## [Task goal]
Read through the lines below and copy the ones holding the string "values".

[Saved entries]
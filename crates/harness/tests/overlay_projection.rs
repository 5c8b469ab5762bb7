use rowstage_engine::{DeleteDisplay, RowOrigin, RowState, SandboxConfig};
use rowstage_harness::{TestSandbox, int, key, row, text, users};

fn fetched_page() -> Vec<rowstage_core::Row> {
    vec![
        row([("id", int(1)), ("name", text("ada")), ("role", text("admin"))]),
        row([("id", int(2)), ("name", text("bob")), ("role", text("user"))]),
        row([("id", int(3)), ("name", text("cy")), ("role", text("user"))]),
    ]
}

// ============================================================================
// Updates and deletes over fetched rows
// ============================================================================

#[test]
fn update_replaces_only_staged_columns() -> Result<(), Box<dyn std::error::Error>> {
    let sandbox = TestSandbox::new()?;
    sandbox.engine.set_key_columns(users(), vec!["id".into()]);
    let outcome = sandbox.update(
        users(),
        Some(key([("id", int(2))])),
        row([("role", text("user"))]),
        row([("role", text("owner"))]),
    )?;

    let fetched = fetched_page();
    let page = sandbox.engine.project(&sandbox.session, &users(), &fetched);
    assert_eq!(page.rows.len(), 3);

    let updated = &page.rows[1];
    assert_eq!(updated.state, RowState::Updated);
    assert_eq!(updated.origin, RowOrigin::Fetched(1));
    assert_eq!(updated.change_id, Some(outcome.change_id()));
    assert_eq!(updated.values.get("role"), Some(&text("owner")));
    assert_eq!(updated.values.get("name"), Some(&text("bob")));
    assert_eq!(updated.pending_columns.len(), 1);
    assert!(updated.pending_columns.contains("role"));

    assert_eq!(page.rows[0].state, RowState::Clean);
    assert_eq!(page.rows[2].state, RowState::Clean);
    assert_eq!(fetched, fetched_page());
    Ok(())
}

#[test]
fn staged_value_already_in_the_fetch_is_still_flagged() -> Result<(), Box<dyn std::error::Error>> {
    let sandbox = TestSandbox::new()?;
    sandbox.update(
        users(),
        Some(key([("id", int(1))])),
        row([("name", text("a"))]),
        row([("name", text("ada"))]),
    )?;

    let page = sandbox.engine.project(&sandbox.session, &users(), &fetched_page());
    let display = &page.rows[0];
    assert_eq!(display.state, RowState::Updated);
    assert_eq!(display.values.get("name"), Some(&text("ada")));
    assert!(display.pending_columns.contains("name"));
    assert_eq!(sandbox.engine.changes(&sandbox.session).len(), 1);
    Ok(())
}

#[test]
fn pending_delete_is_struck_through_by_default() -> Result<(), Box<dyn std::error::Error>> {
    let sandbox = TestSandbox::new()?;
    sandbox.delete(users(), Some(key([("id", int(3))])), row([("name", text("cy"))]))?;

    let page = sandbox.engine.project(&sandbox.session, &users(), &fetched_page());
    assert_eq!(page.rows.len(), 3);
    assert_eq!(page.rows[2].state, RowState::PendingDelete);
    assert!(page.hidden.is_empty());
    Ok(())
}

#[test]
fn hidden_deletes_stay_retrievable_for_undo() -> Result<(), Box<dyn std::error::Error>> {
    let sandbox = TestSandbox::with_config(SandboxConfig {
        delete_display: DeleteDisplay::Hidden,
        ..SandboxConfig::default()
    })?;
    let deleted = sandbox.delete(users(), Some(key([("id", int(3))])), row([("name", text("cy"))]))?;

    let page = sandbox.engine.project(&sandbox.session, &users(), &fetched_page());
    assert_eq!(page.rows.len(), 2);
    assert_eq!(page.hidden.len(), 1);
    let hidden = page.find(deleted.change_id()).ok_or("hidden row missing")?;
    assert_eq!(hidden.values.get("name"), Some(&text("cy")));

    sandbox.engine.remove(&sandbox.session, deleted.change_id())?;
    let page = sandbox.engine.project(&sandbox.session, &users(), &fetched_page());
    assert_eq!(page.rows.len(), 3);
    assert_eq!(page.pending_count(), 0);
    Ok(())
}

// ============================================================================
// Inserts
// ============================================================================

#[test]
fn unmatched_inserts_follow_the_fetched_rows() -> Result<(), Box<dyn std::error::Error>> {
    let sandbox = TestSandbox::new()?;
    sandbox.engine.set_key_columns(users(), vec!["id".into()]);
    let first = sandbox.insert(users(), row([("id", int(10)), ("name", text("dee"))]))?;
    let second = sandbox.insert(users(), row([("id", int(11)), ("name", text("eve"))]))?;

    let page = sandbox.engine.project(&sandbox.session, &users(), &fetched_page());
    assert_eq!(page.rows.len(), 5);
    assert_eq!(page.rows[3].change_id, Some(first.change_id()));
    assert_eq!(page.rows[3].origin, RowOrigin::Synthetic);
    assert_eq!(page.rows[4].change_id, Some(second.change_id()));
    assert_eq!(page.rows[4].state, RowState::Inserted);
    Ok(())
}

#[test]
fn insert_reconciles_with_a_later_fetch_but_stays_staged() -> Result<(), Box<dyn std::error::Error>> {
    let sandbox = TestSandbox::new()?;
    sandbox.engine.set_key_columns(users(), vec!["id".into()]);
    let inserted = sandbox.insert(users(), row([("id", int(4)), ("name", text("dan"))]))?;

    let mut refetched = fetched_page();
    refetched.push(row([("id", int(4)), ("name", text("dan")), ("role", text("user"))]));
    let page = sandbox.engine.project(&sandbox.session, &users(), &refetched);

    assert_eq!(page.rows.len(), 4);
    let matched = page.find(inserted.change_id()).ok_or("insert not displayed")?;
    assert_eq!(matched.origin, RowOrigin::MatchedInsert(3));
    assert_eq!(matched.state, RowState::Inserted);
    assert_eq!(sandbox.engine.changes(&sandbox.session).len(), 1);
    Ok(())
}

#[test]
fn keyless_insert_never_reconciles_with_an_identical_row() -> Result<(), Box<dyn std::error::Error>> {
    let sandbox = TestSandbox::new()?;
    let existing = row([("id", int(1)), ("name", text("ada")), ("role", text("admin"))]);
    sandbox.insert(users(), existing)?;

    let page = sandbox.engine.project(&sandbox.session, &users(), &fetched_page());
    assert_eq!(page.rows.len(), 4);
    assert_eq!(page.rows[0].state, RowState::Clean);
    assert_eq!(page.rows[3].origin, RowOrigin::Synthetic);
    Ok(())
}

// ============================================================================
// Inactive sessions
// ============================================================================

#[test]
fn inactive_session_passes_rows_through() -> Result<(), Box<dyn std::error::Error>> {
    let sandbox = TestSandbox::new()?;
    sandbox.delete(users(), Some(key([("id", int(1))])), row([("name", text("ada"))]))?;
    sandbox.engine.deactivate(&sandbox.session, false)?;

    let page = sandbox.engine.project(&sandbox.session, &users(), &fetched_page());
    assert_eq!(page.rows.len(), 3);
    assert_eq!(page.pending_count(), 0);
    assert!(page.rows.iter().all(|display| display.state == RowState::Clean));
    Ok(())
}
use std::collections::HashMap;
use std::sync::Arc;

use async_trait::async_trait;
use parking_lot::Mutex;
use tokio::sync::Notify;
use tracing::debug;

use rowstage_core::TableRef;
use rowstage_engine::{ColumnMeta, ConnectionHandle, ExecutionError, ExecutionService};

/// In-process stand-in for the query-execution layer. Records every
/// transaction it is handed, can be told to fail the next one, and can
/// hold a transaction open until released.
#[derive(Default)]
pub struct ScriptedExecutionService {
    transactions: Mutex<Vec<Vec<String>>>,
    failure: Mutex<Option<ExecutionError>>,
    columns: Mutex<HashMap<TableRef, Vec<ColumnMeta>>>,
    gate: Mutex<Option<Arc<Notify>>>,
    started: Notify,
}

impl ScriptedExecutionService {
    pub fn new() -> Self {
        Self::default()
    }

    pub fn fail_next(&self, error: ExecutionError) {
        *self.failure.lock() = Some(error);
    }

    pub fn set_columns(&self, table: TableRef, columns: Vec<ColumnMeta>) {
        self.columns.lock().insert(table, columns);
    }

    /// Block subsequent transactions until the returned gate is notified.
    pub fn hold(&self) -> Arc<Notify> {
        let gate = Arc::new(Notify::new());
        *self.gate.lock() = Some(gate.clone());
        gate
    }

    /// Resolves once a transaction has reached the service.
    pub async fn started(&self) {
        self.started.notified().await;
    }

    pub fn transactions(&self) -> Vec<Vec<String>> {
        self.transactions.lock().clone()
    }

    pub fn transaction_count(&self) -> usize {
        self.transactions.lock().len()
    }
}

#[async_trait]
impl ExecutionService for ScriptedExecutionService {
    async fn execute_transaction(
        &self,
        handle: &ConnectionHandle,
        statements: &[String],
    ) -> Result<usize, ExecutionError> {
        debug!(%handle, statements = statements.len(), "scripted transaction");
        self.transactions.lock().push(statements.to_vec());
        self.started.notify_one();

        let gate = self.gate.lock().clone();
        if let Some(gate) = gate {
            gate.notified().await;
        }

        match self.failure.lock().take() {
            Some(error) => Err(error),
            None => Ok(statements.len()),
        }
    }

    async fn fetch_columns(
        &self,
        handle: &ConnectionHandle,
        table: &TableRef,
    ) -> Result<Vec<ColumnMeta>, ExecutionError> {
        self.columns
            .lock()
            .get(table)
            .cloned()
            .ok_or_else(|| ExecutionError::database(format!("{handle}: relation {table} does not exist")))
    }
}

## [Your solution]
    assert_eq!(updated.values.get("role"), Some(&text("owner")));
    assert_eq!(updated.values.get("name"), Some(&text("bob")));
    assert_eq!(display.values.get("name"), Some(&text("ada")));
    assert_eq!(hidden.values.get("name"), Some(&text("cy")));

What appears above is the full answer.